The drivers of our emotional response in this case are myriad and cross-cutting, but they may be influenced, at least to some degree, by the extent to which neoliberal ideology pervades the society in which we live, according to a recent research paper co-authored by AUB’s Vivienne Badaan, assistant professor in the Department of Psychology.1 Neoliberalism contends that the market should be trusted to ensure that everyone gets what they “deserve” and that government regulation and the welfare state should be minimized.
The paper, titled
Neoliberalism and the Ideological Construction of Equity Beliefs, finds that the more neoliberal a country’s institutional culture, the more likely are its citizens to believe in the ultimate justice and morality of the free market and in the idea of meritocracy writ large; that is to say, by extension, that rich and the poor are each deserving of their respective conditions. If you live in neoliberal America, you’re more likely to swoon than swear when Jeff Bezos appears in front of Congress for an antitrust hearing and launches into a speech about how he pulled himself up from his bootstraps.

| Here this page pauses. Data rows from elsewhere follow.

use super::successors;
use super::walk_from_anchor;
use super::TourDefect;
use super::TourEdge;
use crate::basic_types::HashSet;

/// Confirms that `edges` form exactly one Hamiltonian cycle over the nodes `0..size`.
///
/// The checks run in order: there are `size` arcs, no arc repeats, every node is the source of
/// one arc and the target of one arc, and the walk from node 0 visits every node before closing.
/// The first broken invariant is returned.
pub fn validate_tour(size: usize, edges: &[TourEdge]) -> Result<(), TourDefect> {
    if edges.len() != size {
        return Err(TourDefect::EdgeCount {
            expected: size,
            found: edges.len(),
        });
    }

    let mut seen: HashSet<TourEdge> = HashSet::default();
    if let Some(duplicate) = edges.iter().find(|&&edge| !seen.insert(edge)) {
        return Err(TourDefect::DuplicateArc {
            origin: duplicate.source,
            destination: duplicate.target,
        });
    }

    let successors = successors(size, edges)?;
    let visited = walk_from_anchor(&successors).len() - 1;

    if visited != size {
        return Err(TourDefect::Subtour { visited, size });
    }

    Ok(())
}

#[cfg(test)]
mod tests {
    use super::*;

    fn edges(pairs: &[(usize, usize)]) -> Vec<TourEdge> {
        pairs
            .iter()
            .map(|&(source, target)| TourEdge::new(source, target))
            .collect()
    }

    #[test]
    fn accepts_hamiltonian_cycle() {
        assert_eq!(
            validate_tour(5, &edges(&[(0, 3), (3, 2), (2, 1), (1, 4), (4, 0)])),
            Ok(())
        );
        assert_eq!(validate_tour(2, &edges(&[(0, 1), (1, 0)])), Ok(()));
    }

    #[test]
    fn rejects_wrong_number_of_arcs() {
        assert_eq!(
            validate_tour(3, &edges(&[(0, 1), (1, 0)])),
            Err(TourDefect::EdgeCount {
                expected: 3,
                found: 2
            })
        );
    }

    #[test]
    fn rejects_duplicate_arc() {
        assert_eq!(
            validate_tour(3, &edges(&[(0, 1), (1, 2), (0, 1)])),
            Err(TourDefect::DuplicateArc {
                origin: 0,
                destination: 1
            })
        );
    }

    #[test]
    fn rejects_self_loop() {
        assert_eq!(
            validate_tour(3, &edges(&[(0, 1), (1, 0), (2, 2)])),
            Err(TourDefect::SelfLoop { node: 2 })
        );
    }

    #[test]
    fn rejects_out_of_range_node() {
        assert_eq!(
            validate_tour(2, &edges(&[(0, 1), (1, 5)])),
            Err(TourDefect::NodeOutOfRange {
                origin: 1,
                destination: 5,
                size: 2
            })
        );
    }

    #[test]
    fn rejects_node_with_two_predecessors() {
        assert_eq!(
            validate_tour(3, &edges(&[(0, 1), (2, 1), (1, 0)])),
            Err(TourDefect::InDegree { node: 1, degree: 2 })
        );
    }

    #[test]
    fn rejects_node_with_two_successors() {
        assert_eq!(
            validate_tour(3, &edges(&[(0, 1), (0, 2), (2, 0)])),
            Err(TourDefect::OutDegree { node: 0, degree: 2 })
        );
    }

    #[test]
    fn rejects_disconnected_subtours() {
        assert_eq!(
            validate_tour(5, &edges(&[(0, 1), (1, 0), (2, 3), (3, 4), (4, 2)])),
            Err(TourDefect::Subtour {
                visited: 2,
                size: 5
            })
        );
    }
}
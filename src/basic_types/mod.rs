pub(crate) type HashMap<K, V, Hasher = fnv::FnvBuildHasher> = std::collections::HashMap<K, V, Hasher>;
pub(crate) type HashSet<K, Hasher = fnv::FnvBuildHasher> = std::collections::HashSet<K, Hasher>;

The authors— Shahrzad Goudarzi and Eric D. Knowles of New York University, and Vivienne Badaan of AUB—draw on two decades of data from the Fraser Institute’s Economic Freedom Index, a rubric that reads like a checklist for an ultra-capitalist utopia à la Milton Freidman’s
Capitalism and Freedom, to determine a country’s degree of neoliberalism. They then put that data, along with data from World Values Survey, into a regression model, finding a strong correlation between neoliberal saturation and belief in “equity-based prescriptive distributive justice,” or the idea that resources should be distributed according to one’s economic output rather than one’s need.
“The rise of neoliberalism has shaped equity beliefs and meritocracy beliefs, and de-emphasized equality of outcomes as a distributive rule that people employ. Lebanon is no exception. In fact, our dataset covered Lebanon as well,” says Badaan.

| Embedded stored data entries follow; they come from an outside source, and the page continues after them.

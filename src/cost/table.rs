use std::fmt::Write;

use dzn_rs::DataFile;
use dzn_rs::ShapedArray;
use rand::rngs::SmallRng;
use rand::Rng;
use rand::SeedableRng;
use thiserror::Error;

use super::CostLookup;
use super::CostLookupError;
use super::DepartureTime;
use super::Location;

#[derive(Clone, Debug, Error, PartialEq, Eq)]
pub enum TableError {
    #[error("missing int parameter '{0}' in data")]
    MissingParameter(&'static str),
    #[error("'N' should be a non-negative integer, got {0}")]
    InvalidSize(i32),
    #[error("missing {size}x{size} int array '{name}' in data")]
    MissingArray { name: &'static str, size: usize },
}

/// A [`CostLookup`] backed by a precomputed table of travel times in seconds.
///
/// Tables are read from DZN data files with an int parameter `N` and a 2d int array `Dist`, where
/// `Dist[i, j]` is the travel time from location `i` to location `j`. The departure time does not
/// influence the costs.
#[derive(Clone, Debug, PartialEq, Eq)]
pub struct TableLookup {
    size: usize,
    seconds: Vec<i32>,
}

impl TableLookup {
    pub fn from_dzn(data: &DataFile<i32>) -> Result<TableLookup, TableError> {
        let n: i32 = data
            .get("N")
            .copied()
            .ok_or(TableError::MissingParameter("N"))?;

        let size: usize = n.try_into().map_err(|_| TableError::InvalidSize(n))?;

        let dist = data
            .array_2d::<i32>("Dist", [size, size])
            .ok_or(TableError::MissingArray { name: "Dist", size })?;

        Ok(TableLookup {
            size,
            seconds: iterate(dist).collect(),
        })
    }

    /// Generate a table of asymmetric travel times between one minute and one hour.
    pub fn random(size: usize, seed: u64) -> TableLookup {
        let mut rng = SmallRng::seed_from_u64(seed);

        let seconds = (0..size * size)
            .map(|idx| {
                if idx / size == idx % size {
                    0
                } else {
                    rng.gen_range(60..=3600)
                }
            })
            .collect();

        TableLookup { size, seconds }
    }

    pub fn size(&self) -> usize {
        self.size
    }

    /// One location per row of the table, labelled by its index.
    pub fn locations(&self) -> Vec<Location> {
        (0..self.size)
            .map(|index| Location::new(index, format!("node{index}")))
            .collect()
    }

    /// Render the table as DZN data which [`TableLookup::from_dzn`] accepts.
    pub fn to_dzn(&self) -> String {
        let mut dzn = format!("N = {};\nDist = [|", self.size);

        for (row_idx, row) in self.seconds.chunks(self.size.max(1)).enumerate() {
            if row_idx > 0 {
                dzn.push_str("\n  |");
            }
            for (col, value) in row.iter().enumerate() {
                let separator = if col == 0 { " " } else { ", " };
                let _ = write!(dzn, "{separator}{value}");
            }
        }

        dzn.push_str(" |];\n");
        dzn
    }
}

impl CostLookup for TableLookup {
    fn cost(
        &self,
        origin: &Location,
        destination: &Location,
        _departure: DepartureTime,
    ) -> Result<f64, CostLookupError> {
        let index = |location: &Location| {
            if location.index() < self.size {
                Ok(location.index())
            } else {
                Err(CostLookupError::InvalidCoordinate(
                    location.coordinate().to_owned(),
                ))
            }
        };

        let (row, col) = (index(origin)?, index(destination)?);
        Ok(f64::from(self.seconds[row * self.size + col]))
    }
}

/// Iterate over the elements in `array` in row-major order.
fn iterate(array: &ShapedArray<i32, 2>) -> impl Iterator<Item = i32> + '_ {
    let [n_rows, n_cols] = *array.shape();

    (0..n_rows).flat_map(move |row| {
        (0..n_cols).map(move |col| array.get([row, col]).copied().unwrap_or_default())
    })
}
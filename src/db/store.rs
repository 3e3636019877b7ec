//! One SQLite-backed repository shared by every table. A table plugs in by
//! implementing [`Record`]; [`SqliteStore`] then provides the whole
//! add/remove/get-one/get-all surface through [`Repository`].

use std::marker::PhantomData;

use log::{debug, error, info};
use rusqlite::types::Value;
use rusqlite::{params, params_from_iter, OptionalExtension, Row};

use super::connection::Database;
use crate::error::{StoreError, StoreResult};
use crate::models::RecordId;

/// Describes how one entity type maps onto its table.
pub trait Record: Sized {
    /// Row contents before an id is assigned.
    type Draft;

    /// Table name, also used in log lines and error messages.
    const TABLE: &'static str;
    /// Idempotent `CREATE TABLE IF NOT EXISTS` statement.
    const SCHEMA: &'static str;
    /// `SELECT <columns> FROM <table>` without a trailing clause.
    const SELECT: &'static str;
    /// Parameterized `INSERT` whose placeholders line up with [`Record::bind`].
    const INSERT: &'static str;

    fn bind(draft: &Self::Draft) -> Vec<Value>;

    fn from_row(row: &Row<'_>) -> rusqlite::Result<Self>;
}

/// CRUD contract shared by the book and reader stores.
pub trait Repository {
    type Item: Record;

    /// Create the table if needed. Safe to call on every startup.
    fn initialize(&self) -> StoreResult<()>;

    /// Insert a row and return the identifier SQLite assigned to it.
    fn add(&self, draft: &<Self::Item as Record>::Draft) -> StoreResult<RecordId>;

    /// Delete a row. Missing ids are not an error.
    fn remove(&self, id: RecordId) -> StoreResult<()>;

    /// `Ok(None)` when no row has this id.
    fn get_by_id(&self, id: RecordId) -> StoreResult<Option<Self::Item>>;

    /// Every row, ordered by id.
    fn get_all(&self) -> StoreResult<Vec<Self::Item>>;
}

/// [`Repository`] over one table of a [`Database`].
#[derive(Debug, Clone)]
pub struct SqliteStore<R> {
    db: Database,
    _record: PhantomData<fn() -> R>,
}

impl<R: Record> SqliteStore<R> {
    /// Wrap the database without touching it.
    pub fn new(db: Database) -> Self {
        Self {
            db,
            _record: PhantomData,
        }
    }

    /// Wrap the database and make sure the table exists.
    pub fn open(db: Database) -> StoreResult<Self> {
        let store = Self::new(db);
        store.initialize()?;
        Ok(store)
    }
}

impl<R: Record> Repository for SqliteStore<R> {
    type Item = R;

    fn initialize(&self) -> StoreResult<()> {
        self.db.prepare_location()?;

        let conn = self
            .db
            .session()
            .map_err(StoreError::unavailable(self.db.path()))?;
        conn.execute_batch(R::SCHEMA)
            .inspect_err(|err| {
                error!(
                    "event=schema_init module=store table={} status=error error={err}",
                    R::TABLE
                )
            })
            .map_err(StoreError::unavailable(self.db.path()))?;

        info!("event=schema_init module=store table={} status=ok", R::TABLE);
        Ok(())
    }

    fn add(&self, draft: &R::Draft) -> StoreResult<RecordId> {
        let conn = self.db.session().map_err(StoreError::write(R::TABLE))?;
        conn.execute(R::INSERT, params_from_iter(R::bind(draft)))
            .inspect_err(|err| {
                error!(
                    "event=record_add module=store table={} status=error error={err}",
                    R::TABLE
                )
            })
            .map_err(StoreError::write(R::TABLE))?;

        let id = conn.last_insert_rowid();
        info!(
            "event=record_add module=store table={} status=ok id={id}",
            R::TABLE
        );
        Ok(id)
    }

    fn remove(&self, id: RecordId) -> StoreResult<()> {
        let conn = self.db.session().map_err(StoreError::write(R::TABLE))?;
        let deleted = conn
            .execute(&format!("DELETE FROM {} WHERE Id = ?1", R::TABLE), params![id])
            .inspect_err(|err| {
                error!(
                    "event=record_remove module=store table={} status=error id={id} error={err}",
                    R::TABLE
                )
            })
            .map_err(StoreError::write(R::TABLE))?;

        info!(
            "event=record_remove module=store table={} status=ok id={id} deleted={deleted}",
            R::TABLE
        );
        Ok(())
    }

    fn get_by_id(&self, id: RecordId) -> StoreResult<Option<R>> {
        let conn = self.db.session().map_err(StoreError::read(R::TABLE))?;
        let record = conn
            .query_row(
                &format!("{} WHERE Id = ?1", R::SELECT),
                params![id],
                |row| R::from_row(row),
            )
            .optional()
            .inspect_err(|err| {
                error!(
                    "event=record_get module=store table={} status=error id={id} error={err}",
                    R::TABLE
                )
            })
            .map_err(StoreError::read(R::TABLE))?;

        debug!(
            "event=record_get module=store table={} id={id} found={}",
            R::TABLE,
            record.is_some()
        );
        Ok(record)
    }

    fn get_all(&self) -> StoreResult<Vec<R>> {
        let conn = self.db.session().map_err(StoreError::read(R::TABLE))?;
        let failed = |err: rusqlite::Error| {
            error!(
                "event=record_list module=store table={} status=error error={err}",
                R::TABLE
            );
            StoreError::read(R::TABLE)(err)
        };
        let mut stmt = conn
            .prepare(&format!("{} ORDER BY Id", R::SELECT))
            .map_err(failed)?;

        let records = stmt
            .query_map([], |row| R::from_row(row))
            .map_err(failed)?
            .collect::<Result<Vec<_>, _>>()
            .map_err(failed)?;

        debug!(
            "event=record_list module=store table={} count={}",
            R::TABLE,
            records.len()
        );
        Ok(records)
    }
}
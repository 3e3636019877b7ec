use std::fmt::Display;
use std::mem;

use anyhow::{Context, Result};
use crossterm::event::KeyCode;
use log::{debug, warn};
use ratatui::layout::{Constraint, Direction, Layout, Rect};
use ratatui::style::{Color, Modifier, Style};
use ratatui::text::{Line, Span};
use ratatui::widgets::{Block, Borders, Clear, List, ListItem, ListState, Paragraph, Wrap};
use ratatui::Frame;

use crate::db::{BookStore, ReaderStore, Repository};
use crate::models::{Book, Reader, RecordId};

use super::forms::{BookForm, FormView, IdForm, IdPurpose, ReaderForm};
use super::helpers::{centered_rect, form_line, surface_error};
use super::screens::{
    MainChoice, MenuState, Results, Section, SectionAction, SectionScreen, MAIN_MENU,
};

/// Footer space reserved for status messages and instructions.
const FOOTER_HEIGHT: u16 = 3;
/// Width of the action menu on the books and readers screens.
const SECTION_MENU_WIDTH: u16 = 30;

/// High-level navigation states.
enum Screen {
    Main(MenuState),
    Books(SectionScreen<Book>),
    Readers(SectionScreen<Reader>),
}

impl Screen {
    fn main() -> Self {
        Screen::Main(MenuState::new(MAIN_MENU.len()))
    }

    fn section(&self) -> Option<Section> {
        match self {
            Screen::Main(_) => None,
            Screen::Books(screen) => Some(screen.section),
            Screen::Readers(screen) => Some(screen.section),
        }
    }

    fn menu_mut(&mut self) -> &mut MenuState {
        match self {
            Screen::Main(menu) => menu,
            Screen::Books(screen) => &mut screen.menu,
            Screen::Readers(screen) => &mut screen.menu,
        }
    }
}

/// Popups layered over the current screen.
enum Mode {
    Normal,
    AddingBook(BookForm),
    AddingReader(ReaderForm),
    PromptingId(IdForm),
}

/// Holds the footer message text plus its severity.
struct StatusMessage {
    text: String,
    kind: StatusKind,
}

/// Severity levels shown in the footer.
enum StatusKind {
    Info,
    Error,
}

impl StatusKind {
    fn style(&self) -> Style {
        match self {
            StatusKind::Info => Style::default().fg(Color::Green),
            StatusKind::Error => Style::default().fg(Color::Red),
        }
    }
}

/// Thin dispatcher between the keyboard and the two stores. It owns no
/// catalog data of its own beyond what the last listing or lookup returned.
pub struct App {
    books: BookStore,
    readers: ReaderStore,
    screen: Screen,
    mode: Mode,
    status: Option<StatusMessage>,
}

Moreover, the paper traces the history of research into the concept of distributive justice. The authors note that meritocratic resource distribution has been unjustly taken as the standard for all of humanity, despite the fact that other ways of distributing resources— such as according to need or based on strict equality—have held sway in many human societies historically. There is also a fascinating section on neoliberalism’s rise as the dominant economic model, especially in the wake of the Soviet Union’s collapse. The world’s two most prominent intergovernmental financial institutions, the World Bank and the International Monetary Fund, consistently prescribe the enactment of neoliberal policy as a solution to economic ailments. Even now, in Lebanon, the IMF restructuring plan calls for the lifting of subsidies.
As for a value judgement on neoliberalism itself, the authors point out that, according to the literature, equity-based, meritocratic thinking is best if “the primary goal is economic productivity rather than welfare or interpersonal harmony and solidarity.” Ultimately though, they conclude that further study is needed to get a better sense of the degree to which society-level or personal-level influences shape our perceptions of fairness and morality.
1 Shahrzad Goudari is a sixth-year doctoral student at New York University's Department of Psychology; Vivienne Badaan is an assistant professor at AUB's Department of Psychology; and Eric D. Knowles is an associate professor at NYU's Department of Psychology.